Stored items

————————

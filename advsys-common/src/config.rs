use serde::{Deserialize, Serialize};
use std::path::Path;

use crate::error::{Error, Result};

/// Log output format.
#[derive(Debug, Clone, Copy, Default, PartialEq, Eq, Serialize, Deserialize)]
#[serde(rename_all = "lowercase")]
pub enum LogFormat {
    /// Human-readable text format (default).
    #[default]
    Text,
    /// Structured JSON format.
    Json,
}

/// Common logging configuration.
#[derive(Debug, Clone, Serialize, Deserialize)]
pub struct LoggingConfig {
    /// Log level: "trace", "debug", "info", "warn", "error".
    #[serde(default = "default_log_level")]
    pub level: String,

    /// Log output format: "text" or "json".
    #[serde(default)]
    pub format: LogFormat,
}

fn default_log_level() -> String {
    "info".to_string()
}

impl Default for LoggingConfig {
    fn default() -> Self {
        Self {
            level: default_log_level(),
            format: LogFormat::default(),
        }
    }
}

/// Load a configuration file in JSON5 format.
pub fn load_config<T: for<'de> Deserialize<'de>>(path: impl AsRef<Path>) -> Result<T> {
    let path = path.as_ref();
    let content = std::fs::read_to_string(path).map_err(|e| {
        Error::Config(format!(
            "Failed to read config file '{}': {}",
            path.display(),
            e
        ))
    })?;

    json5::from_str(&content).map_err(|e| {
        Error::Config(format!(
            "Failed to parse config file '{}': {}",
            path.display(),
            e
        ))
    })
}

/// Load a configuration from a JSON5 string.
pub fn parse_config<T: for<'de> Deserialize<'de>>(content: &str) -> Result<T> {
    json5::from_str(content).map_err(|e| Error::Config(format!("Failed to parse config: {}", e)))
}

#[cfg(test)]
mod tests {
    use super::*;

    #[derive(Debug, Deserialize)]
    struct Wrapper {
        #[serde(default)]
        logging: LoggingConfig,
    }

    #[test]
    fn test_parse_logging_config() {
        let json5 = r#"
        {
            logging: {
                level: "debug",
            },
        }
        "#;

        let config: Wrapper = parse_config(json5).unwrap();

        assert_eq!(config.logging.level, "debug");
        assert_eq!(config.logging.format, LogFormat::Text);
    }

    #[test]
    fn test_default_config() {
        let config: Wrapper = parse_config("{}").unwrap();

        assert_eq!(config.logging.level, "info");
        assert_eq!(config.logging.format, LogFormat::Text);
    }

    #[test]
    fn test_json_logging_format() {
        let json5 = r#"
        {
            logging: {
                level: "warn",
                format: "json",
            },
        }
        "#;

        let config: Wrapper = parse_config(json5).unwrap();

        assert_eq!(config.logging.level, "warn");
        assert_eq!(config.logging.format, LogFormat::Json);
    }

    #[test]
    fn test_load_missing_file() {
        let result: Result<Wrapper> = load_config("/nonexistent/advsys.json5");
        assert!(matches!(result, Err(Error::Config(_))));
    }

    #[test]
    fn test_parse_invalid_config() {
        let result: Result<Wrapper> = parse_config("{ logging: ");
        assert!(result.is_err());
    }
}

————————

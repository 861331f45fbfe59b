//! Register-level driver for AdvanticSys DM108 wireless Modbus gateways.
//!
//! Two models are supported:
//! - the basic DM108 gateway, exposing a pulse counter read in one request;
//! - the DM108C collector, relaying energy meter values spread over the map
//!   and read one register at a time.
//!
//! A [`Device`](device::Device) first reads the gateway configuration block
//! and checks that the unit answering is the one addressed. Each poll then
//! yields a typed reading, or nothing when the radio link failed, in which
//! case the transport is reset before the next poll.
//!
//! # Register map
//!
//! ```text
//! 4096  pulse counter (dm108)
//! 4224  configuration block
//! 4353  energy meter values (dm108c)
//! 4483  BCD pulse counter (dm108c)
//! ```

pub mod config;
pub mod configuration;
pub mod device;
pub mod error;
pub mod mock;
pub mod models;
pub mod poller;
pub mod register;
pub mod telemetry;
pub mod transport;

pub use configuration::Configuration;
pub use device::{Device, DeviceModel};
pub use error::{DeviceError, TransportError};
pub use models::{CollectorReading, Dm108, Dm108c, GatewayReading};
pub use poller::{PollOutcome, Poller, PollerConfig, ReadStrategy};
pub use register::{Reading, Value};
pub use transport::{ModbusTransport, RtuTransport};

————————

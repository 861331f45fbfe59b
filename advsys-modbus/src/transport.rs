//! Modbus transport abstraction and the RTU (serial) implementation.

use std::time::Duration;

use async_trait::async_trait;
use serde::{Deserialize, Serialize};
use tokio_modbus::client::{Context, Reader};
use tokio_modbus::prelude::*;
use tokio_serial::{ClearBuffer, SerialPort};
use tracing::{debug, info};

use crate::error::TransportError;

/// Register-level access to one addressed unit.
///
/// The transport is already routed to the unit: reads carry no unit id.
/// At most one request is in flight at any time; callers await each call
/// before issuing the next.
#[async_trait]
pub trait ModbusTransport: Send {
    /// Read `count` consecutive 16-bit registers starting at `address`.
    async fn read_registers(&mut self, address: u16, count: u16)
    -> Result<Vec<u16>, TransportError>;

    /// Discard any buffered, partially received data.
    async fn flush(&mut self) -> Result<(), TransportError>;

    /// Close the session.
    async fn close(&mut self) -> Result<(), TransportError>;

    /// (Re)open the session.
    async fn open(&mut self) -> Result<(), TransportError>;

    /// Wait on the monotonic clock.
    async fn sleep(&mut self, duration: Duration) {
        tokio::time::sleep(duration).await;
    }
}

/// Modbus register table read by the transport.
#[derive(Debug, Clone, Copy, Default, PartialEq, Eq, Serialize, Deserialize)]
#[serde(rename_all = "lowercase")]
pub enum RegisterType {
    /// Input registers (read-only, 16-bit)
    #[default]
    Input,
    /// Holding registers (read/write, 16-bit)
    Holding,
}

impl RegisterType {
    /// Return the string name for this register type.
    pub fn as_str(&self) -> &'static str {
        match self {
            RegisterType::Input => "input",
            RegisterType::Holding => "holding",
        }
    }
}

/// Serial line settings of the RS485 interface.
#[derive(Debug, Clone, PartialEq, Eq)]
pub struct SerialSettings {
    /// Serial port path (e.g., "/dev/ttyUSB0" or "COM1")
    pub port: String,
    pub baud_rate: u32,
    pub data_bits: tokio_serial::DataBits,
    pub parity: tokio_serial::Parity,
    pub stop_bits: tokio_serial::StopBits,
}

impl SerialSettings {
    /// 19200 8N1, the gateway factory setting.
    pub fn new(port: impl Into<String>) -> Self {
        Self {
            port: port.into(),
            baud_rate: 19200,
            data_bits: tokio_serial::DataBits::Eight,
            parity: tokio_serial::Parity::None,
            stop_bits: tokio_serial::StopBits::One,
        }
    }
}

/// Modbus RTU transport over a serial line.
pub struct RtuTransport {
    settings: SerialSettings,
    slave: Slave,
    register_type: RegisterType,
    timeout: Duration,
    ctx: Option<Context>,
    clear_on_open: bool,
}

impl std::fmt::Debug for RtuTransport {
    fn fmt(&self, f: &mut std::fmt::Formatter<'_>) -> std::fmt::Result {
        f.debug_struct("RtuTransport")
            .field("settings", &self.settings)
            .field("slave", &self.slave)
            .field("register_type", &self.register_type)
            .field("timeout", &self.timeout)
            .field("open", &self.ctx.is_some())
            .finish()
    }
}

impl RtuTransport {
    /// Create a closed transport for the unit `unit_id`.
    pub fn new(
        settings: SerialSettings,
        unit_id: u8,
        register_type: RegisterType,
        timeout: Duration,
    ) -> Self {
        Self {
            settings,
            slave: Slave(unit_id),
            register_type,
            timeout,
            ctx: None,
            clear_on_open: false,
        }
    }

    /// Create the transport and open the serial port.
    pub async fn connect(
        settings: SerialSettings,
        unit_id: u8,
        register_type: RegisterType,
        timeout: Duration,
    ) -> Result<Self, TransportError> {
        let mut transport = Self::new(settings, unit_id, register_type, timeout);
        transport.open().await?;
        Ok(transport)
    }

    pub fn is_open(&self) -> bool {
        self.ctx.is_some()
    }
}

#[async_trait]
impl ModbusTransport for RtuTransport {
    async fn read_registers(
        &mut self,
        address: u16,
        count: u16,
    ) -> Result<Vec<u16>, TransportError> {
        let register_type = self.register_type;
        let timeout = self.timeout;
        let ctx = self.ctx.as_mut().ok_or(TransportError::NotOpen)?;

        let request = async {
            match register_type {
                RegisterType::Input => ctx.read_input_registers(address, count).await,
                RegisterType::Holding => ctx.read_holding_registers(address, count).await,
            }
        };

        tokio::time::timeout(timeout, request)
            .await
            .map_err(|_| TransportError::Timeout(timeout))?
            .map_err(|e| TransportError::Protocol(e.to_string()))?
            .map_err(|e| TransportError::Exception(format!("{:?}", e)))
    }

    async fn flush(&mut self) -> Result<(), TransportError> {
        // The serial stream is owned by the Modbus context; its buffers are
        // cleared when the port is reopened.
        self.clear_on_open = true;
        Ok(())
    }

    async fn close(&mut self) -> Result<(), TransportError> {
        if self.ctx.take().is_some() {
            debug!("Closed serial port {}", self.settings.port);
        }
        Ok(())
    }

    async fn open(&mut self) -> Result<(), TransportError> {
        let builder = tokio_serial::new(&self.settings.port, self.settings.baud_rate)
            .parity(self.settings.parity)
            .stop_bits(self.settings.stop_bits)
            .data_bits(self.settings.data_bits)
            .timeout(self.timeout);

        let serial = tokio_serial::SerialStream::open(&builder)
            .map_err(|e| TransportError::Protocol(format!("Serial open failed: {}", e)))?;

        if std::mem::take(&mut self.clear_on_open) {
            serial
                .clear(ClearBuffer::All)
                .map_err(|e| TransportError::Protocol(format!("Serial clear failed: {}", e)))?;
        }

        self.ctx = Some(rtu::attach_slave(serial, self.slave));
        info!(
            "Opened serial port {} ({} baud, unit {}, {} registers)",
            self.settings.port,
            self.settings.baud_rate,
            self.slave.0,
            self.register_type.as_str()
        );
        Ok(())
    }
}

————————

The task: Set down again, word for word, the stretch of records from the line with "filename advsys-common/src/config.rs" to the line with "pub enum LogFormat", both of those lines included.

Written response:
filename advsys-common/src/config.rs
use serde::{Deserialize, Serialize};
use std::path::Path;

use crate::error::{Error, Result};

/// Log output format.
#[derive(Debug, Clone, Copy, Default, PartialEq, Eq, Serialize, Deserialize)]
#[serde(rename_all = "lowercase")]
pub enum LogFormat {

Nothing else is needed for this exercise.